(Dataset items)
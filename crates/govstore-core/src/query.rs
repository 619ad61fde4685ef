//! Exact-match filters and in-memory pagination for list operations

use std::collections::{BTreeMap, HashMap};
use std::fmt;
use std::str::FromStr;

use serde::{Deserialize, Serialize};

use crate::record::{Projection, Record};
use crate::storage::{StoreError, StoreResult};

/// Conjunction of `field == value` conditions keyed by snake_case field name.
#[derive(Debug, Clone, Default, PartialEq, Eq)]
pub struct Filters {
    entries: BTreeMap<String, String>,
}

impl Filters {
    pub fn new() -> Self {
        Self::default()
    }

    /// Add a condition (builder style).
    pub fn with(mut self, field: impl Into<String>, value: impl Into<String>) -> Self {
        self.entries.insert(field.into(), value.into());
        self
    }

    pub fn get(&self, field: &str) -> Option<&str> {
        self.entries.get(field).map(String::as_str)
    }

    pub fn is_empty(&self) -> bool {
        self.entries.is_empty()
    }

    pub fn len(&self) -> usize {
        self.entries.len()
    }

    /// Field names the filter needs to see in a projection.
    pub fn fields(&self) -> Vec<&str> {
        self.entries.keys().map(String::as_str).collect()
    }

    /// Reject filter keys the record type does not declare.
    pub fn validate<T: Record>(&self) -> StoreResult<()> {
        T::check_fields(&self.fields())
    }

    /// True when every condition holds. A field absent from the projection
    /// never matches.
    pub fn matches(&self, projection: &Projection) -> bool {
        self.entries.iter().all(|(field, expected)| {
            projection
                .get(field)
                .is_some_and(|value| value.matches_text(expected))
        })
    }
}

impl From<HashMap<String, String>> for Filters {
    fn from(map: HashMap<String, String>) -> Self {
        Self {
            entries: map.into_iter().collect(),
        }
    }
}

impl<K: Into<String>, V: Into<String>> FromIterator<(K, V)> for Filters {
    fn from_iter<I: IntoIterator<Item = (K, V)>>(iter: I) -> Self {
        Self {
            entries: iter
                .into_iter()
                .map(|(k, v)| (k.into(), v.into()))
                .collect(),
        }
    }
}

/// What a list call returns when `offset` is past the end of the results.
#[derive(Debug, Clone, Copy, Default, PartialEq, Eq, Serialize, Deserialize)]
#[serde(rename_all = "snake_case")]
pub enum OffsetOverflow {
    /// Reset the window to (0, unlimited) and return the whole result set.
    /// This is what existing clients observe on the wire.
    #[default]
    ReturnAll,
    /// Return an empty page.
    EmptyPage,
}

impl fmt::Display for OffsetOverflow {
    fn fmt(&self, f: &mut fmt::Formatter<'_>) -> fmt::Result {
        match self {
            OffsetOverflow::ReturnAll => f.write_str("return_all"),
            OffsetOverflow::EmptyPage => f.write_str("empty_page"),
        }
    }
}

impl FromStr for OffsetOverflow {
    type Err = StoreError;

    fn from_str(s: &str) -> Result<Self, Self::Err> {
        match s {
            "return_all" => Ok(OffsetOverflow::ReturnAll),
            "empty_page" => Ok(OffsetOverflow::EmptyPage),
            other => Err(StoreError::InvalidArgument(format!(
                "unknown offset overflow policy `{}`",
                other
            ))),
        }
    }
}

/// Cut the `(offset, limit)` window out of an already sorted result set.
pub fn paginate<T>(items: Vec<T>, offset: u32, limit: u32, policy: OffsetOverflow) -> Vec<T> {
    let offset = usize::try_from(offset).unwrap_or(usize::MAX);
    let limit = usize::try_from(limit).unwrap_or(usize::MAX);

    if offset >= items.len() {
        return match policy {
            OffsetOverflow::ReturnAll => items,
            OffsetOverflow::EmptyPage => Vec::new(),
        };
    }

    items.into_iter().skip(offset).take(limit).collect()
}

* * *

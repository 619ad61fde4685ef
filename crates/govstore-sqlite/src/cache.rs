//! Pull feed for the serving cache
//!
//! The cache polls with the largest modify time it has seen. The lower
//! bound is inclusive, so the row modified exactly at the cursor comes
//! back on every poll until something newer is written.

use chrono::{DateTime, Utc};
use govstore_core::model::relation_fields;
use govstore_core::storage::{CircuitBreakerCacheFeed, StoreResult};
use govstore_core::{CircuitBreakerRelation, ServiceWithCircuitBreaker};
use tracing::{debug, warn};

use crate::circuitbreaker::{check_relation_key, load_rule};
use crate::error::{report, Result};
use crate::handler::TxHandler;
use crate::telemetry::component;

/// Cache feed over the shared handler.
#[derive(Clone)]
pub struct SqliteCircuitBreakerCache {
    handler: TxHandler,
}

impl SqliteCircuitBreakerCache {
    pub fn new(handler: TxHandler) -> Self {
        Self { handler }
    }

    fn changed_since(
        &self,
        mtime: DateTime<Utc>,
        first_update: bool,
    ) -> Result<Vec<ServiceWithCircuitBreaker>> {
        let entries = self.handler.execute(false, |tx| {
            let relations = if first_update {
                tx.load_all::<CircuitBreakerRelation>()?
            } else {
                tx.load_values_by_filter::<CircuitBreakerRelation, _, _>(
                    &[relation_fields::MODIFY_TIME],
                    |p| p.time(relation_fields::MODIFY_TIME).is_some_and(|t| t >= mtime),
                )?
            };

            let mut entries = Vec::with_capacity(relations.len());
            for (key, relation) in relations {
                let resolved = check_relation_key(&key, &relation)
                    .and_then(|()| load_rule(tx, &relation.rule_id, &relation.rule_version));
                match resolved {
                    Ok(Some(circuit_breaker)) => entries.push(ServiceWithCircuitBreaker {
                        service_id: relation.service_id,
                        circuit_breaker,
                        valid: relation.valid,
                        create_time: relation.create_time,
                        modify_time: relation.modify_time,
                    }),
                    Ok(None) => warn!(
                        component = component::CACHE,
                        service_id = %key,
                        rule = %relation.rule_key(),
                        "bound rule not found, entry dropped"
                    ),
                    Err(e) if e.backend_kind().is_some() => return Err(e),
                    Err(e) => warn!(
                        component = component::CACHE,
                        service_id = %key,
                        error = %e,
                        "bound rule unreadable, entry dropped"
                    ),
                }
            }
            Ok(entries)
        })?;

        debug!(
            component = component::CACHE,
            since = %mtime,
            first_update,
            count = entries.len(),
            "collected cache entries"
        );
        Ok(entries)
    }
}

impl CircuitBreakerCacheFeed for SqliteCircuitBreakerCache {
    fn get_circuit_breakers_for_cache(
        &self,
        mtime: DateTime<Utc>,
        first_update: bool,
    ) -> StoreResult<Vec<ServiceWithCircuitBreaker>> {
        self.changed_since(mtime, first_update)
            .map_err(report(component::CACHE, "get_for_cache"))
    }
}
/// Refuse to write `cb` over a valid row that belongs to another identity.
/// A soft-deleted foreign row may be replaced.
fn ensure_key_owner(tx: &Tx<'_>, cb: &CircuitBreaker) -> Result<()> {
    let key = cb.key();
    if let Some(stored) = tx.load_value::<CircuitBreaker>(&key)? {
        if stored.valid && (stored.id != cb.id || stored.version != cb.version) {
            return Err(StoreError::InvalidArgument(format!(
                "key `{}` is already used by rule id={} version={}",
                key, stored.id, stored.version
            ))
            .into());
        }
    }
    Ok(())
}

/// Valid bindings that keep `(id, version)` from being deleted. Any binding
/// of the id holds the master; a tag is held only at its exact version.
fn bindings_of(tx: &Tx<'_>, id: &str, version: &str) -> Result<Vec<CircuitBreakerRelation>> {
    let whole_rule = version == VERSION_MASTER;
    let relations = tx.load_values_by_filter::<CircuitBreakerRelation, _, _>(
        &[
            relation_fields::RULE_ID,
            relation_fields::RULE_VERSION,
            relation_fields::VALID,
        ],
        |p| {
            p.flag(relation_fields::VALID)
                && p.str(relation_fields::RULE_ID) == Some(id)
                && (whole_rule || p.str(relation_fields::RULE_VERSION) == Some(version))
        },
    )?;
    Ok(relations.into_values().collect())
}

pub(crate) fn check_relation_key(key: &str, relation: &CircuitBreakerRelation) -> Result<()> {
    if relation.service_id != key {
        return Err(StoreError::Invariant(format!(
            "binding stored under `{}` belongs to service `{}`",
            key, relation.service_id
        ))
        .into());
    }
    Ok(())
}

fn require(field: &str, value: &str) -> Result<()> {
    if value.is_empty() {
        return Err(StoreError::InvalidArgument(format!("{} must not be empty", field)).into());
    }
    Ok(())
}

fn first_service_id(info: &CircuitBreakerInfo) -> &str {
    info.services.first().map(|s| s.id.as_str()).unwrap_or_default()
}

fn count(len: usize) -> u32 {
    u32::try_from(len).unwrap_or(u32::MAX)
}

### Work to be completed
Scan the lines above, and whenever one holds the string "ServiceWithCircuitBreaker", copy it.

### Task answer
use govstore_core::{CircuitBreakerRelation, ServiceWithCircuitBreaker};
    ) -> Result<Vec<ServiceWithCircuitBreaker>> {
                    Ok(Some(circuit_breaker)) => entries.push(ServiceWithCircuitBreaker {
    ) -> StoreResult<Vec<ServiceWithCircuitBreaker>> {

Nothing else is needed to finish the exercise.